Мое мировоззрение сильно изменилось с тех пор как я написала черновую версию романа. Сейчас во мне гораздо больше злости. Я зла на то, с какой одержимостью люди говорят о важности продолжения рода и как они сводят женщин к одной лишь функции деторождения. Если малышей доктора много раз осматривают после рождения, то женщины после родов первый раз идут к врачу снова через шесть недель! Хотя они в это время, возможно, пережили самое травматичное событие своей жизни.
Эта общественная одержимость женской способностью к репродукции тяжело ранит и бесплодных женщин, и женщин, которые приняли решение не рожать детей по идеологическим причинам.
Я много лет освещала темы, связанные с репродуктивным здоровьем как журналист, поэтому знаю о всех этих стереотипах не понаслышке. Но я почувствовала их на себе, когда моя беременность стала очевидна окружающим — моя личность была как бы стерта, а все внимание было привлечено к плоду.
Но материнство сделало меня не только яростной. Теперь я понимаю, как общество по идее должно было бы отнестись к тем, кто хочет завести детей. В одной из частей моей книги, написанной уже после рождения сына, я описываю центр, в который приходят беременные и женщины, которые хотели бы сделать аборт, и те женщины, которые не могут понять, почему у них не получается забеременеть. Это светлое и чистое место. Здесь есть подушки для родов. Здесь у каждой женщины есть пространство, чтобы ходить во время схваток.

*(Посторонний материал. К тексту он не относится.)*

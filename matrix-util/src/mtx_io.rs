use crate::common_io::*;
use rayon::prelude::*;
use std::io::Write;

/// `(row, column, value)` with 0-based indices
pub type Triplet = (usize, usize, f64);

/// Write the triplets into a MatrixMarket file with 1-based indices
/// * `triplets` - the triplets to write
/// * `nrow` - number of rows
/// * `ncol` - number of columns
/// * `mtx_file` - the output file (e.g., "matrix.mtx.gz")
pub fn write_mtx_triplets(
    triplets: &[Triplet],
    nrow: usize,
    ncol: usize,
    mtx_file: &str,
) -> anyhow::Result<()> {
    if let Some(parent_dir) = std::path::Path::new(mtx_file).parent() {
        std::fs::create_dir_all(parent_dir)?;
    }

    let mut buf = open_buf_writer(mtx_file)?;

    writeln!(buf, "%%MatrixMarket matrix coordinate real general")?;
    writeln!(buf, "{}\t{}\t{}", nrow, ncol, triplets.len())?;

    for (row, col, val) in triplets {
        writeln!(buf, "{}\t{}\t{}", row + 1, col + 1, val)?;
    }

    buf.flush()?;
    Ok(())
}

/// Read a matrix market file and return triplets sorted by row, then
/// column, along with the declared `(nrow, ncol, nnz)` shape
/// * `mtx_file` - Path to the matrix market file
pub fn read_mtx_triplets(mtx_file: &str) -> anyhow::Result<(Vec<Triplet>, (usize, usize, usize))> {
    let ReadLinesOut { lines, header } = read_lines_of_words(mtx_file, 0)?;

    if header.len() != 3 {
        return Err(anyhow::anyhow!("Failed to parse mtx header in {}", mtx_file));
    }

    let nrow = header[0].parse::<usize>()?;
    let ncol = header[1].parse::<usize>()?;
    let nnz = header[2].parse::<usize>()?;

    // 1-based on disk
    fn parse_row_col_val(words: &[Box<str>]) -> anyhow::Result<Triplet> {
        if words.len() != 3 {
            return Err(anyhow::anyhow!("expected 3 fields, found {}", words.len()));
        }
        let row = words[0].parse::<usize>()?;
        let col = words[1].parse::<usize>()?;
        let val = words[2].parse::<f64>()?;
        if row == 0 || col == 0 {
            return Err(anyhow::anyhow!("mtx indices are 1-based"));
        }
        Ok((row - 1, col - 1, val))
    }

    let mut triplets = lines
        .par_iter()
        .map(|words| parse_row_col_val(words))
        .collect::<anyhow::Result<Vec<_>>>()?;

    if let Some(&(r, c, _)) = triplets.iter().find(|&&(r, c, _)| r >= nrow || c >= ncol) {
        return Err(anyhow::anyhow!(
            "entry ({}, {}) outside the declared {} x {} shape",
            r + 1,
            c + 1,
            nrow,
            ncol
        ));
    }

    triplets.par_sort_by_key(|&(row, col, _)| (row, col));
    Ok((triplets, (nrow, ncol, nnz)))
}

Но самое главное — здесь работают люди, которые разговаривают с женщинами и которым есть до них дело, а не только до их детей.

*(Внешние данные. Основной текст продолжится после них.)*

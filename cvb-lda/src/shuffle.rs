//! In-process stand-in for a batch substrate: parallel map tasks over
//! corpus shards, then a keyed shuffle that hash-partitions records by
//! `(term, doc)` and sorts each partition by [`CompositeKey`].

use crate::composite_key::{AggregationBranch, CompositeKey};
use indicatif::{ParallelProgressIterator, ProgressBar, ProgressDrawTarget};
use log::debug;
use rayon::prelude::*;

/// What travels with a key
#[derive(Debug, Clone, PartialEq)]
pub enum RecordPayload {
    /// `p(w|k)` of the group's term for every topic `k`
    ModelBroadcast { likelihoods: Vec<f64> },
    /// topics `[topic_offset, topic_offset + mixture.len())` of one
    /// document's share of the group's term
    DocContribution {
        topic_offset: usize,
        /// observed count `c[w]`
        count: f64,
        /// `Σ_k p(w|k) (θ[k] + α)` over all topics
        normalizer: f64,
        /// `θ[k] + α` for the block
        mixture: Vec<f64>,
    },
}

/// One shuffled record; the key's branch always matches the payload
#[derive(Debug, Clone, PartialEq)]
pub struct KeyedRecord {
    pub key: CompositeKey,
    pub payload: RecordPayload,
}

impl KeyedRecord {
    pub fn model_broadcast(term_id: i32, doc_id: i32, likelihoods: Vec<f64>) -> Self {
        KeyedRecord {
            key: CompositeKey::new(term_id, doc_id, AggregationBranch::ModelBroadcast),
            payload: RecordPayload::ModelBroadcast { likelihoods },
        }
    }

    pub fn doc_contribution(
        term_id: i32,
        doc_id: i32,
        topic_offset: usize,
        count: f64,
        normalizer: f64,
        mixture: Vec<f64>,
    ) -> Self {
        KeyedRecord {
            key: CompositeKey::new(term_id, doc_id, AggregationBranch::DocContribution),
            payload: RecordPayload::DocContribution {
                topic_offset,
                count,
                normalizer,
                mixture,
            },
        }
    }
}

/// Partition of a group; fixed across runs and processes
pub fn partition_of(key: &CompositeKey, num_partitions: usize) -> usize {
    let h = (key.term_id as i64 as u64)
        .wrapping_mul(0x9E37_79B9_7F4A_7C15)
        .wrapping_add(key.doc_id as i64 as u64)
        .wrapping_mul(0xBF58_476D_1CE4_E5B9);
    ((h >> 32) % num_partitions.max(1) as u64) as usize
}

/// Facilities of the batch platform the trainer runs on
pub trait BatchSubstrate: Sync {
    ///
    /// Run one task per shard; any failing task fails the whole pass.
    /// Outputs come back in shard order.
    ///
    /// * `shards` - document ranges `[lb, ub)`
    /// * `task` - `(shard index, range) -> output`
    ///
    fn map_shards<T, F>(&self, shards: &[(usize, usize)], task: F) -> anyhow::Result<Vec<T>>
    where
        T: Send,
        F: Fn(usize, (usize, usize)) -> anyhow::Result<T> + Sync + Send;

    ///
    /// Route every record to its partition, sort each partition by key
    /// (records with equal keys keep their input order) and reduce each
    /// sorted partition.
    ///
    /// * `records` - map output in shard order
    /// * `reduce` - `(partition index, sorted records) -> output`
    ///
    fn shuffle_reduce<A, F>(&self, records: Vec<KeyedRecord>, reduce: F) -> anyhow::Result<Vec<A>>
    where
        A: Send,
        F: Fn(usize, &[KeyedRecord]) -> anyhow::Result<A> + Sync + Send;
}

/// Runs everything on a private rayon pool
pub struct LocalSubstrate {
    pool: rayon::ThreadPool,
    num_partitions: usize,
    show_progress: bool,
}

impl LocalSubstrate {
    pub fn new(num_threads: usize, num_partitions: usize) -> anyhow::Result<Self> {
        let pool = rayon::ThreadPoolBuilder::new()
            .num_threads(num_threads.max(1))
            .build()?;
        Ok(LocalSubstrate {
            pool,
            num_partitions: num_partitions.max(1),
            show_progress: false,
        })
    }

    pub fn with_progress(mut self, show_progress: bool) -> Self {
        self.show_progress = show_progress;
        self
    }

    fn progress_bar(&self, len: usize) -> ProgressBar {
        let pb = ProgressBar::new(len as u64);
        if !self.show_progress {
            pb.set_draw_target(ProgressDrawTarget::hidden());
        }
        pb
    }
}

impl BatchSubstrate for LocalSubstrate {
    fn map_shards<T, F>(&self, shards: &[(usize, usize)], task: F) -> anyhow::Result<Vec<T>>
    where
        T: Send,
        F: Fn(usize, (usize, usize)) -> anyhow::Result<T> + Sync + Send,
    {
        let pb = self.progress_bar(shards.len());
        let out = self.pool.install(|| {
            shards
                .par_iter()
                .enumerate()
                .progress_with(pb.clone())
                .map(|(s, &range)| task(s, range))
                .collect::<anyhow::Result<Vec<T>>>()
        });
        pb.finish_and_clear();
        out
    }

    fn shuffle_reduce<A, F>(&self, records: Vec<KeyedRecord>, reduce: F) -> anyhow::Result<Vec<A>>
    where
        A: Send,
        F: Fn(usize, &[KeyedRecord]) -> anyhow::Result<A> + Sync + Send,
    {
        let nparts = self.num_partitions;
        let mut partitions: Vec<Vec<KeyedRecord>> = vec![vec![]; nparts];
        for rec in records {
            partitions[partition_of(&rec.key, nparts)].push(rec);
        }

        debug!(
            "shuffle: {} partitions, largest {}",
            nparts,
            partitions.iter().map(|p| p.len()).max().unwrap_or(0)
        );

        self.pool.install(|| {
            partitions
                .into_par_iter()
                .enumerate()
                .map(|(p, mut part)| {
                    // stable, so equal keys keep the map order
                    part.sort_by(|a, b| a.key.cmp(&b.key));
                    reduce(p, &part)
                })
                .collect()
        })
    }
}

/// Walk a sorted partition one `(term, doc)` group at a time
pub fn groups(sorted: &[KeyedRecord]) -> impl Iterator<Item = &[KeyedRecord]> {
    sorted.chunk_by(|a, b| a.key.same_group(&b.key))
}

#[cfg(test)]
mod tests {
    use super::*;

    #[test]
    fn partitions_arrive_sorted_and_grouped() -> anyhow::Result<()> {
        let substrate = LocalSubstrate::new(2, 3)?;
        let mut records = vec![];
        for doc in 0..4 {
            for term in 0..5 {
                records.push(KeyedRecord::doc_contribution(term, doc, 0, 1.0, 1.0, vec![1.0]));
                records.push(KeyedRecord::model_broadcast(term, doc, vec![0.5]));
            }
        }

        let seen = substrate.shuffle_reduce(records, |_, part| {
            for w in part.windows(2) {
                assert!(w[0].key <= w[1].key);
            }
            let mut groups_seen = vec![];
            for g in groups(part) {
                assert_eq!(g.len(), 2);
                assert!(g[0].key.priority);
                assert!(!g[1].key.priority);
                groups_seen.push(g[0].key.group());
            }
            Ok(groups_seen)
        })?;

        let mut all: Vec<_> = seen.into_iter().flatten().collect();
        all.sort();
        all.dedup();
        assert_eq!(all.len(), 20);
        Ok(())
    }

    #[test]
    fn map_keeps_shard_order_and_fails_as_a_whole() -> anyhow::Result<()> {
        let substrate = LocalSubstrate::new(4, 1)?;
        let shards = vec![(0, 2), (2, 5), (5, 6)];
        let out = substrate.map_shards(&shards, |s, (lb, ub)| Ok((s, ub - lb)))?;
        assert_eq!(out, vec![(0, 2), (1, 3), (2, 1)]);

        let failed = substrate.map_shards(&shards, |s, _| {
            if s == 1 {
                anyhow::bail!("worker lost")
            }
            Ok(s)
        });
        assert!(failed.is_err());
        Ok(())
    }

    #[test]
    fn partition_is_deterministic() {
        let k = CompositeKey::new(17, 3, AggregationBranch::DocContribution);
        let b = CompositeKey::new(17, 3, AggregationBranch::ModelBroadcast);
        assert_eq!(partition_of(&k, 7), partition_of(&b, 7));
        assert!(partition_of(&k, 7) < 7);
    }
}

Я начала работу над романом с интеллектуального понимания того, что такое деторождение. А закончила — с интуитивным пониманием. Я стала писать эту книгу, потому что мне хотелось разобраться в том, что означает фертильность, бесплодие и как возникает репродуктивное давление на женщин. А в конце мне захотелось представить себе, каким должен был быть этот мир — или хотя бы одно пространство — в котором люди, проходящие через беременность, роды и репродуктивные трудности — могли бы получить ту заботу, которую заслуживают.